(Dataset entries)
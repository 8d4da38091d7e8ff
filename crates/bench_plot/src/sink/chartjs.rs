//! Chart.js-compatible JSON export.

use super::{ensure_dir, FigureSink};
use crate::chart::{AxisScale, ComposedChart};
use crate::error::PlotError;
use crate::series::{Marker, StrokeStyle};
use serde::Serialize;
use std::path::{Path, PathBuf};
use tracing::info;

/// One `{x, y}` point
#[derive(Clone, Debug, PartialEq, Serialize)]
pub struct ChartJsPoint {
    pub x: f64,
    pub y: f64,
}

/// Line dataset
#[derive(Clone, Debug, Serialize)]
#[serde(rename_all = "camelCase")]
pub struct ChartJsDataset {
    #[serde(skip_serializing_if = "Option::is_none")]
    pub label: Option<String>,
    pub data: Vec<ChartJsPoint>,
    pub border_color: String,
    pub background_color: String,
    /// Empty for solid lines
    #[serde(skip_serializing_if = "Vec::is_empty")]
    pub border_dash: Vec<u32>,
    /// `"cross"`, `"circle"`, or `false` for no marker
    pub point_style: serde_json::Value,
    pub point_radius: u32,
    pub fill: bool,
}

#[derive(Clone, Debug, Serialize)]
pub struct ChartJsData {
    pub datasets: Vec<ChartJsDataset>,
}

#[derive(Clone, Debug, Serialize)]
pub struct ChartJsAxisTitle {
    pub display: bool,
    pub text: String,
}

#[derive(Clone, Debug, Serialize)]
pub struct ChartJsAxis {
    /// `"linear"` or `"logarithmic"`
    #[serde(rename = "type")]
    pub axis_type: String,
    pub min: f64,
    pub max: f64,
    pub title: ChartJsAxisTitle,
}

#[derive(Clone, Debug, Serialize)]
pub struct ChartJsScales {
    pub x: ChartJsAxis,
    pub y: ChartJsAxis,
}

/// Title; one entry per line
#[derive(Clone, Debug, Serialize)]
pub struct ChartJsTitle {
    pub display: bool,
    pub text: Vec<String>,
}

#[derive(Clone, Debug, Serialize)]
pub struct ChartJsLegend {
    pub display: bool,
}

#[derive(Clone, Debug, Serialize)]
pub struct ChartJsPlugins {
    pub title: ChartJsTitle,
    pub legend: ChartJsLegend,
}

#[derive(Clone, Debug, Serialize)]
pub struct ChartJsOptions {
    pub scales: ChartJsScales,
    pub plugins: ChartJsPlugins,
}

/// Chart.js line chart document
#[derive(Clone, Debug, Serialize)]
pub struct ChartJsLineChart {
    #[serde(rename = "type")]
    pub chart_type: String,
    pub data: ChartJsData,
    pub options: ChartJsOptions,
}

/// Convert a composed chart to a Chart.js line chart.
pub fn to_chartjs(chart: &ComposedChart) -> ChartJsLineChart {
    let datasets = chart
        .series
        .iter()
        .enumerate()
        .map(|(i, s)| {
            let color = chart.color(i).hex();
            let (point_style, point_radius) = match s.marker {
                Marker::Plus => (serde_json::Value::from("cross"), 4),
                Marker::Circle => (serde_json::Value::from("circle"), 3),
                Marker::None => (serde_json::Value::Bool(false), 0),
            };
            ChartJsDataset {
                label: s.label.clone(),
                data: chart
                    .points(i)
                    .into_iter()
                    .map(|(x, y)| ChartJsPoint { x, y })
                    .collect(),
                border_color: color.clone(),
                background_color: color,
                border_dash: match s.stroke {
                    StrokeStyle::Solid => Vec::new(),
                    StrokeStyle::Dashed => vec![6, 4],
                },
                point_style,
                point_radius,
                fill: false,
            }
        })
        .collect();

    let axis = |scale: AxisScale, (min, max): (f64, f64), label: &str| ChartJsAxis {
        axis_type: match scale {
            AxisScale::Linear => "linear".to_string(),
            AxisScale::Log => "logarithmic".to_string(),
        },
        min,
        max,
        title: ChartJsAxisTitle {
            display: !label.is_empty(),
            text: label.to_string(),
        },
    };

    ChartJsLineChart {
        chart_type: "line".to_string(),
        data: ChartJsData { datasets },
        options: ChartJsOptions {
            scales: ChartJsScales {
                x: axis(chart.spec.x_scale, chart.x_limits, &chart.spec.x_label),
                y: axis(AxisScale::Linear, chart.y_limits, &chart.spec.y_label),
            },
            plugins: ChartJsPlugins {
                title: ChartJsTitle {
                    display: true,
                    text: chart.title_lines().into_iter().map(String::from).collect(),
                },
                legend: ChartJsLegend {
                    display: chart.has_legend(),
                },
            },
        },
    }
}

/// Writes `<dir>/<stem>.json`.
#[derive(Debug, Clone)]
pub struct ChartJsSink {
    output_dir: PathBuf,
}

impl ChartJsSink {
    pub fn new(output_dir: impl AsRef<Path>) -> Self {
        Self {
            output_dir: output_dir.as_ref().to_path_buf(),
        }
    }
}

impl FigureSink for ChartJsSink {
    fn name(&self) -> &'static str {
        "chartjs"
    }

    fn emit(&self, chart: &ComposedChart, stem: &str) -> Result<Option<PathBuf>, PlotError> {
        ensure_dir(&self.output_dir)?;
        let path = self.output_dir.join(format!("{}.json", stem));
        let json = serde_json::to_string_pretty(&to_chartjs(chart)).map_err(PlotError::render)?;
        std::fs::write(&path, &json).map_err(|e| PlotError::io(&path, &e))?;

        info!(path = %path.display(), size = json.len(), "Chart.js figure written");
        Ok(Some(path))
    }
}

Exercise goal — Gather from the records above every line containing the string "ChartJsLegend".

Task answer —
pub struct ChartJsLegend {
    pub legend: ChartJsLegend,
                legend: ChartJsLegend {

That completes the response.